大学四年,董雪始终带着那枚樱花木小太阳。
它被她用红绳串起,挂在书桌前,每当夜晚复习疲惫时,指尖抚过粗糙的木纹,仿佛还能触到陈砚春刻字时的温度。
每年春天,她都会回到高中校园。
老枫树依旧枝繁叶茂,树洞被岁月磨得愈发光滑,但“董雪,要永远开心,像小太阳一样”的刻字,被她用透明保护膜小心护住,依旧清晰可辨。
毕业那年,董雪拒绝了北京的工作机会,回到了家乡的小城,成为了一名高中语文老师。
她教的班级,恰好是当年陈砚春所在的班级编号,教室的窗户也正对着那棵老枫树。
第一次站上讲台,她看到台下学生们青涩的脸庞,仿佛看到了曾经的自己和陈砚春——那个在课桌上画小太阳的少年,那个为了一道数学题脸红的女孩。
她讲课生动,待人温柔,尤其关注那些性格内向或身体欠佳的学生。
学生们都喜欢这个温柔又有力量的董老师,私下里会讨论她书桌前挂着的樱花木饰品,猜想着背后的故事。
董雪从不主动提起,却会在春天樱花盛开时,带学生们去樱花园野餐,像当年李晓冉那样,准备草莓和三明治,听他们叽叽喳喳地分享心事。
她会指着漫天飞舞的樱花瓣说:“有些相遇虽然短暂,但会成为生命里最温暖的光。”
二十五岁那年,李晓冉结婚,董雪是伴娘。
婚礼上,李晓冉抱着她哭:“小雪,要是陈砚春还在,肯定会和你一起出席我的婚礼。”
董雪笑着擦去眼泪,指尖触到胸前的樱花木小太阳,心里平静而温暖:“他一直都在。”
婚后的李晓冉定居外地,每年春天都会回来,和董雪一起去枫树下坐坐。
她们不再像高中时那样哭哭啼啼,而是会笑着回忆当年的趣事——陈砚春打球时摔破膝盖,却嘴硬说不疼。董雪为了给他送薄荷糖,在操场边等了他整整一个下午。春游时,他偷偷给她拍的照片,至今还存在李晓冉的手机里。
“你说,陈砚春会不会在天上看着我们?”李晓冉望着枫树的枝叶,轻声问道。
董雪点点头,阳光透过树叶的缝隙落在她脸上,像极了当年那个春天:“他一定在笑我们,笑我们都老了,还在想他。”

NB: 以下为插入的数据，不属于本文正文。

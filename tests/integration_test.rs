//! Integration tests for the reqwest-backed transport.
//!
//! These tests use a local `httptest` mock server and never touch the real
//! network. The mock server listens on loopback, which the URL normalizer
//! rejects, so they drive `ReqwestTransport` directly.

#[cfg(test)]
mod tests {
    use std::time::Duration;

    use httptest::{matchers::*, responders::*, Expectation, Server};
    use site_status::{BatchConfig, ErrorCategory, ReqwestTransport, Transport, TransportError};

    fn transport(timeout_secs: u64) -> ReqwestTransport {
        let config = BatchConfig {
            timeout_secs,
            ..Default::default()
        };
        ReqwestTransport::from_config(&config).expect("client should build")
    }

    #[tokio::test]
    async fn test_probe_reports_ok_status() {
        let server = Server::run();
        server.expect(
            Expectation::matching(request::method_path("GET", "/"))
                .respond_with(status_code(200).body("Hello, World!")),
        );

        let url = format!("http://{}/", server.addr());
        let probe = transport(5).probe(&url).await.expect("request should succeed");

        assert_eq!(probe.status_code, 200);
        assert_eq!(probe.final_url, url);
    }

    #[tokio::test]
    async fn test_probe_reports_not_found() {
        let server = Server::run();
        server.expect(
            Expectation::matching(request::method_path("GET", "/missing"))
                .respond_with(status_code(404)),
        );

        let url = format!("http://{}/missing", server.addr());
        let probe = transport(5).probe(&url).await.expect("request should succeed");
        assert_eq!(probe.status_code, 404);
    }

    #[tokio::test]
    async fn test_probe_follows_redirects() {
        let server = Server::run();
        let final_url = format!("http://{}/final", server.addr());

        server.expect(
            Expectation::matching(request::method_path("GET", "/redirect"))
                .respond_with(status_code(301).append_header("Location", final_url.as_str())),
        );
        server.expect(
            Expectation::matching(request::method_path("GET", "/final"))
                .respond_with(status_code(200)),
        );

        let url = format!("http://{}/redirect", server.addr());
        let probe = transport(5).probe(&url).await.expect("request should succeed");

        assert_eq!(probe.status_code, 200);
        assert_eq!(probe.final_url, final_url);
    }

    #[tokio::test]
    async fn test_probe_sends_browser_headers() {
        let server = Server::run();
        server.expect(
            Expectation::matching(all_of![
                request::method_path("GET", "/"),
                request::headers(contains(key("user-agent"))),
                request::headers(contains(key("accept-language"))),
            ])
            .respond_with(status_code(200)),
        );

        let url = format!("http://{}/", server.addr());
        transport(5).probe(&url).await.expect("request should succeed");
    }

    #[tokio::test]
    async fn test_probe_times_out() {
        let server = Server::run();
        server.expect(
            Expectation::matching(request::method_path("GET", "/slow")).respond_with(
                delay_and_then(Duration::from_secs(3), status_code(200)),
            ),
        );

        let url = format!("http://{}/slow", server.addr());
        let err = transport(1).probe(&url).await.expect_err("request should time out");

        assert_eq!(err, TransportError::Timeout);
        assert_eq!(err.category(), ErrorCategory::Timeout);
    }

    #[tokio::test]
    async fn test_probe_connection_refused() {
        // Grab a free port, then close it so nothing is listening
        let port = {
            let listener = std::net::TcpListener::bind("127.0.0.1:0").unwrap();
            listener.local_addr().unwrap().port()
        };

        let url = format!("http://127.0.0.1:{port}/");
        let err = transport(2).probe(&url).await.expect_err("nothing is listening");
        assert_eq!(err.category(), ErrorCategory::Connection);
    }
}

她把更多的精力放在学生身上,资助了几个家庭困难的孩子,其中有个女孩和她一样喜欢樱花,董雪便把那枚樱花木小太阳送给了她,告诉她:“这是一个很温柔的人送给我的,现在我把它送给你,希望它能照亮你的路。”
又是一个春天,董雪带学生们去樱花园春游。
一个扎着马尾辫的女孩跑到她身边,手里拿着一朵刚摘的樱花:“董老师,你看这朵花,像不像你说的那个故事里的樱花?”
董雪接过樱花,花瓣柔软,香气清甜。
董雪记得这个女孩的名字,她叫叶与。
她抬头望去,漫天樱花瓣飘落,恍惚间,她仿佛看到了那个穿着蓝白校服的少年,站在樱花树下,笑着对她说:“董雪,等夏天树影遮到窗台,我就给你买橘子汽水。”
眼泪毫无预兆地落下,却带着温暖的笑意。
陈砚春从未真正离开。他化作了春天的樱花,夏天的树影,秋天的清风,冬天的初雪,化作了她心里永远的小太阳。
那天晚上,董雪回到高中校园,独自坐在枫树下。
她从口袋里拿出一颗薄荷糖,放进树洞里,轻声说道:“陈砚春,我很好,学生们也很好。你看,这棵枫树还在,樱花还在,我们的故事也还在。冬天的雪盖不住春天刻的字,就像时间带不走你留下的爱。我会一直带着你的温柔走下去,直到我们在另一个春天相遇。”
风轻轻吹过,枫树叶沙沙作响,像是少年温柔的回应。
那个关于春天、小太阳和橘子汽水的故事终会树影长青,爱意不朽。
陈砚春,又过了一个四季,我又长了一岁,我们下一岁见。